The case against Ali Musa Daqduq is complicated by the fact that he is in Iraqi government custody, and it is unclear whether Baghdad authorities will permit his transfer to a U.S. military tribunal.
Prosecutors submitted charges against Daqduq last month, but they have yet to be approved by Brig. Gen. Mark S. Martins, chief prosecutor of the military commissions system that so far has dealt only with defendants held at Guantanamo Bay in connection with the war against al-Qaida and the Taliban.
The New York Times in its Friday editions was first to report the Daqduq charges, which have not been officially announced by the Pentagon because they have not been approved by the chief prosecutor.
If Martins were to approve the charges, the matter would then go to retired Vice Adm. Bruce MacDonald for a decision on whether to refer some, all or none of the charges for trial by a military tribunal.
"There are multiple charges against the accused, including murder in violation of the law of war, attempted murder in violation of the law of war, intentional infliction of serious bodily injury, attempted taking of hostages, perfidy, spying and terrorism," said Lt. Col. Todd Breasseale, a Pentagon spokesman. "The charges are merely accusations, and the accused is presumed innocent until and unless proven guilty beyond a reasonable doubt."

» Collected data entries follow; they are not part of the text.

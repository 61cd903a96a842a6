//! Complaint submission

use std::sync::Arc;
use tracing::info;

use crate::db::schemas::{ComplaintDoc, CREATED_AT_FIELD};
use crate::session::SessionContext;
use crate::store::{NewRecord, RecordStore, Scope};
use crate::types::{PortalError, Result};

pub struct ComplaintService {
    store: Arc<dyn RecordStore>,
}

impl ComplaintService {
    pub fn new(store: Arc<dyn RecordStore>) -> Self {
        Self { store }
    }

    /// File a complaint, returning its store key
    ///
    /// The creation time is assigned by the store, not by this client.
    pub async fn submit(&self, session: &SessionContext, text: &str) -> Result<String> {
        let text = text.trim();
        if text.is_empty() {
            return Err(PortalError::Validation("complaint text is required".into()));
        }

        let scope = Scope::complaints(&session.camp_id, &session.beneficiary_key);
        let record = NewRecord::new(ComplaintDoc::new_fields(text)).with_server_timestamp(CREATED_AT_FIELD);
        let key = self.store.create(&scope, record).await?;

        info!(scope = %scope, complaint = %key, "Complaint submitted");
        Ok(key)
    }

    /// Read back one of the session beneficiary's complaints
    pub async fn fetch(&self, session: &SessionContext, key: &str) -> Result<ComplaintDoc> {
        let scope = Scope::complaints(&session.camp_id, &session.beneficiary_key);
        let record = self
            .store
            .get_by_key(&scope, key)
            .await?
            .ok_or_else(|| PortalError::NotFound(format!("complaint {key}")))?;
        ComplaintDoc::from_record(&record)
    }
}

#[cfg(test)]
mod tests {
    use super::*;
    use crate::db::schemas::{BeneficiaryDoc, CampDoc, COMPLAINT_STATUS_PENDING};
    use crate::store::MemoryRecordStore;

    fn session() -> SessionContext {
        SessionContext::new(BeneficiaryDoc::default(), CampDoc::default(), "c1", "b1")
    }

    #[tokio::test]
    async fn test_submit_and_fetch() {
        let service = ComplaintService::new(Arc::new(MemoryRecordStore::new()));
        let key = service.submit(&session(), "  no food delivered ").await.unwrap();
        let complaint = service.fetch(&session(), &key).await.unwrap();
        assert_eq!(complaint.complaint_text, "no food delivered");
        assert_eq!(complaint.status, COMPLAINT_STATUS_PENDING);
        assert!(complaint.created_at.is_some());
    }

    #[tokio::test]
    async fn test_empty_text_rejected() {
        let store = Arc::new(MemoryRecordStore::new());
        let service = ComplaintService::new(store.clone());
        assert!(matches!(
            service.submit(&session(), "   ").await,
            Err(PortalError::Validation(_))
        ));
    }

    #[tokio::test]
    async fn test_complaints_scoped_to_beneficiary() {
        let service = ComplaintService::new(Arc::new(MemoryRecordStore::new()));
        let key = service.submit(&session(), "late delivery").await.unwrap();
        let other = SessionContext::new(BeneficiaryDoc::default(), CampDoc::default(), "c1", "b2");
        assert!(matches!(
            service.fetch(&other, &key).await,
            Err(PortalError::NotFound(_))
        ));
    }
}
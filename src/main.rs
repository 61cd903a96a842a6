//! tawzi3 portal CLI

use clap::Parser;
use serde::Serialize;
use std::fmt::Display;
use std::sync::Arc;
use tracing::{error, info};
use tracing_subscriber::{layer::SubscriberExt, util::SubscriberInitExt};

use tawzi3_portal::{
    config::{Args, Command, StoreBackend},
    db::{MongoClient, MongoRecordStore},
    services::QrPayload,
    session::SessionFile,
    store::{MemoryRecordStore, RecordStore, TimeoutStore},
    Portal, PortalError,
};

#[tokio::main]
async fn main() -> anyhow::Result<()> {
    // Load environment variables from .env file if present
    let _ = dotenvy::dotenv();

    let args = Args::parse();

    let filter = tracing_subscriber::EnvFilter::try_from_default_env()
        .unwrap_or_else(|_| format!("tawzi3_portal={},info", args.log_level).into());
    if args.log_json {
        tracing_subscriber::registry()
            .with(filter)
            .with(tracing_subscriber::fmt::layer().json().with_writer(std::io::stderr))
            .init();
    } else {
        tracing_subscriber::registry()
            .with(filter)
            .with(tracing_subscriber::fmt::layer().with_writer(std::io::stderr))
            .init();
    }

    if let Err(e) = args.validate() {
        error!("Configuration error: {}", e);
        std::process::exit(2);
    }

    let store = match connect(&args).await {
        Ok(store) => store,
        Err(e) => {
            error!(error = %e, "Record store unavailable");
            eprintln!("{}", e.user_message());
            std::process::exit(1);
        }
    };

    let portal = Portal::new(store, args.vocabulary());
    let sessions = SessionFile::new(&args.session_file);

    if let Err(e) = run(&args, &portal, &sessions).await {
        if e.is_store_failure() {
            error!(error = %e, "Command failed");
        } else {
            info!(error = %e, "Command rejected");
        }
        eprintln!("{}", e.user_message());
        std::process::exit(1);
    }

    Ok(())
}

async fn connect(args: &Args) -> tawzi3_portal::Result<Arc<dyn RecordStore>> {
    let timeout = args.store_timeout();
    match args.store {
        StoreBackend::Mongo => {
            let mongo = MongoClient::new(&args.mongodb_uri, &args.mongodb_db).await?;
            let store = MongoRecordStore::new(mongo);
            store.ensure_indexes().await?;
            Ok(Arc::new(TimeoutStore::new(store, timeout)))
        }
        StoreBackend::Memory => {
            let seed = args
                .seed
                .as_deref()
                .ok_or_else(|| PortalError::Config("--seed is required with the memory store".into()))?;
            let store = MemoryRecordStore::from_seed_file(seed)?;
            Ok(Arc::new(TimeoutStore::new(store, timeout)))
        }
    }
}

async fn run(args: &Args, portal: &Portal, sessions: &SessionFile) -> tawzi3_portal::Result<()> {
    match &args.command {
        Command::Login {
            national_id,
            credential,
        } => {
            let session = portal.login.login(national_id, credential).await?;
            sessions.save(&session)?;
            info!(path = %sessions.path().display(), "Session saved");
            let name = session.beneficiary().head_name.clone().unwrap_or_default();
            emit(args.json, &session.beneficiary_key, format!("تم تسجيل الدخول بنجاح {name}"));
        }
        Command::Logout => {
            sessions.clear()?;
            info!(path = %sessions.path().display(), "Session cleared");
            emit(args.json, &"ok", "تم تسجيل الخروج");
        }
        Command::Whoami => {
            let session = sessions.require()?;
            let name = session.beneficiary().head_name.clone().unwrap_or_default();
            emit(
                args.json,
                &session.profile,
                format!("{name} ({}/{})", session.camp_id, session.beneficiary_key),
            );
        }
        Command::Profile => {
            let session = sessions.require()?;
            let profile = portal.profile.load(&session).await?;
            let summary = format!(
                "{} | {} | {} | أفراد الأسرة: {}",
                profile.head_name, profile.head_id_number, profile.camp_name, profile.family_total
            );
            emit(args.json, &profile, summary);
        }
        Command::Parcels => {
            let session = sessions.require()?;
            let parcels = portal.parcels.resolve_for_session(&session).await?;
            let lines = if parcels.is_empty() {
                "لا توجد طرود حالياً".to_string()
            } else {
                parcels
                    .iter()
                    .map(|p| {
                        format!(
                            "{}\t{}\t{}\t{}\t{}",
                            p.parcel_date, p.parcel_name, p.parcel_type, p.parcel_status, p.distribution_status
                        )
                    })
                    .collect::<Vec<_>>()
                    .join("\n")
            };
            emit(args.json, &parcels, lines);
        }
        Command::Complain { text } => {
            let session = sessions.require()?;
            let key = portal.complaints.submit(&session, text).await?;
            emit(args.json, &key, format!("تم إرسال الشكوى بنجاح ({key})"));
        }
        Command::Complaint { key } => {
            let session = sessions.require()?;
            let complaint = portal.complaints.fetch(&session, key).await?;
            let created = complaint
                .created_at
                .map(|t| t.to_chrono().to_rfc3339())
                .unwrap_or_default();
            let line = format!("{}\t{}\t{}", created, complaint.status, complaint.complaint_text);
            emit(args.json, &complaint, line);
        }
        Command::ChangePassword {
            current,
            new_password,
            confirm,
        } => {
            let mut session = sessions.require()?;
            portal
                .passwords
                .change(&mut session, current, new_password, confirm)
                .await?;
            sessions.save(&session)?;
            emit(args.json, &"ok", "تم تغيير كلمة المرور بنجاح");
        }
        Command::Qr { compact: true } => {
            let session = sessions.require()?;
            println!("{}", QrPayload::compact_json(&session));
        }
        Command::Qr { compact: false } => {
            let session = sessions.require()?;
            let payload = QrPayload::for_session(&session);
            let text = payload.text.clone();
            emit(args.json, &payload, text);
        }
    }
    Ok(())
}

/// Print a result as JSON or as text
fn emit<T: Serialize + ?Sized>(json: bool, value: &T, text: impl Display) {
    if json {
        match serde_json::to_string_pretty(value) {
            Ok(body) => println!("{body}"),
            Err(e) => error!(error = %e, "Failed to serialize output"),
        }
    } else {
        println!("{text}");
    }
}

Daqduq was captured in southern Iraq in March 2007, two months after a raid in the city of Karbala by insurgents wearing American-style uniforms resulted in the deaths of five American troops. In the U.S. charges against him, Daqduq is accused of planning and coordinating the raid.
Daqduq was the last prisoner held by American forces in Iraq. He was handed over to Iraqi authorities on Dec. 17 as the last U.S. troops departed the country. U.S. officials have expressed concern that Iraq might release him.

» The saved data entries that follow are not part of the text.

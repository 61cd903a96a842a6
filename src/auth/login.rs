//! Login by national identifier
//!
//! The beneficiary is looked up across every camp by `head_id_number`; the
//! first match wins. The credential is then checked against whichever mode
//! the record is in, and the owning camp's metadata is cached into the
//! session.

use std::sync::Arc;
use tracing::{info, warn};
use zeroize::Zeroizing;

use crate::auth::CredentialMode;
use crate::db::schemas::{BeneficiaryDoc, CampDoc};
use crate::session::SessionContext;
use crate::store::{CampCollection, Predicate, RecordStore, Scope};
use crate::types::{PortalError, Result};

pub struct LoginService {
    store: Arc<dyn RecordStore>,
}

impl LoginService {
    pub fn new(store: Arc<dyn RecordStore>) -> Self {
        Self { store }
    }

    /// Authenticate and build a session
    pub async fn login(&self, national_id: &str, credential: &str) -> Result<SessionContext> {
        let national_id = national_id.trim();
        let credential = Zeroizing::new(credential.trim().to_string());
        if national_id.is_empty() || credential.is_empty() {
            return Err(PortalError::Validation(
                "national id and credential are required".into(),
            ));
        }

        let matches = self
            .store
            .find_across_camps(
                &CampCollection::Beneficiaries,
                &Predicate::eq("head_id_number", national_id),
            )
            .await?;

        let Some(record) = matches.into_iter().next() else {
            info!(national_id, "Login rejected: unknown national id");
            return Err(PortalError::NotFound(format!("national id {national_id}")));
        };
        let camp_id = record.camp_id.clone().ok_or_else(|| {
            PortalError::DataInconsistency(format!("beneficiary {} has no camp", record.key))
        })?;

        let beneficiary = BeneficiaryDoc::from_record(&record)?;
        let mode = CredentialMode::of(&beneficiary);
        if let Err(e) = mode.verify(&credential) {
            info!(national_id, mode = ?mode.kind(), "Login rejected: credential mismatch");
            return Err(e);
        }

        let camp = match self.store.get_by_key(&Scope::Camps, &camp_id).await? {
            Some(record) => CampDoc::from_record(&record)?,
            None => {
                warn!(camp_id = %camp_id, "Beneficiary camp has no camp record");
                CampDoc::default()
            }
        };

        info!(camp_id = %camp_id, beneficiary = %record.key, "Login succeeded");
        Ok(SessionContext::new(beneficiary, camp, camp_id, record.key))
    }
}
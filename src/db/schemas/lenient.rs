//! Lenient field decoders
//!
//! `text` accepts strings, numbers and timestamps and renders them as text;
//! empty strings decode as absent. `count` accepts numbers and numeric
//! strings; anything else decodes as zero.

use bson::Bson;
use serde::{Deserialize, Deserializer};

use crate::store::value_to_text;

pub fn text<'de, D>(deserializer: D) -> Result<Option<String>, D::Error>
where
    D: Deserializer<'de>,
{
    let value = Option::<Bson>::deserialize(deserializer)?;
    Ok(value
        .as_ref()
        .and_then(value_to_text)
        .filter(|s| !s.is_empty()))
}

pub fn count<'de, D>(deserializer: D) -> Result<u32, D::Error>
where
    D: Deserializer<'de>,
{
    let value = Option::<Bson>::deserialize(deserializer)?;
    Ok(value.as_ref().map(to_count).unwrap_or(0))
}

pub fn optional_count<'de, D>(deserializer: D) -> Result<Option<u32>, D::Error>
where
    D: Deserializer<'de>,
{
    let value = Option::<Bson>::deserialize(deserializer)?;
    Ok(value.as_ref().map(to_count).filter(|n| *n > 0))
}

fn to_count(value: &Bson) -> u32 {
    let n = match value {
        Bson::Int32(n) => f64::from(*n),
        Bson::Int64(n) => *n as f64,
        Bson::Double(n) => *n,
        Bson::String(s) => s.trim().parse::<f64>().unwrap_or(0.0),
        _ => 0.0,
    };
    if n.is_finite() && n > 0.0 {
        n as u32
    } else {
        0
    }
}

Under former President George W. Bush, U.S. military prosecutors had planned to charge Daqduq in a U.S. criminal court. But those plans were scrapped after President Barack Obama took office in 2009 and lawmakers began restricting his ability to bring terrorist suspects into the United States for trial.
Many Republicans had wanted Daqduq prosecuted before a military tribunal at the Guantanamo Bay detention center in Cuba.
Breasseale indicated this is unlikely.
"We have long understood that the transfer of Daqduq to Guantanamo is a non-starter for our Iraqi partners and would only prevent us from obtaining custody of him," the spokesman said. "In addition, the reality is that the continued existence of Guantanamo, not to mention any expansion of its population, would, for a variety of reasons, undermine our national security. That is why the president has ordered the facility to be closed, and that is why no additional detainees will be brought there."
Breasseale said he could not comment on whether the U.S. is actively seeking Daqduq's extradition from Iraq.
"We are working with Iraq to affect Daqduq's transfer to a U.S. military commission consistent with U.S. and Iraqi law," he said. "We are seeking the fastest possible way to bring him to justice."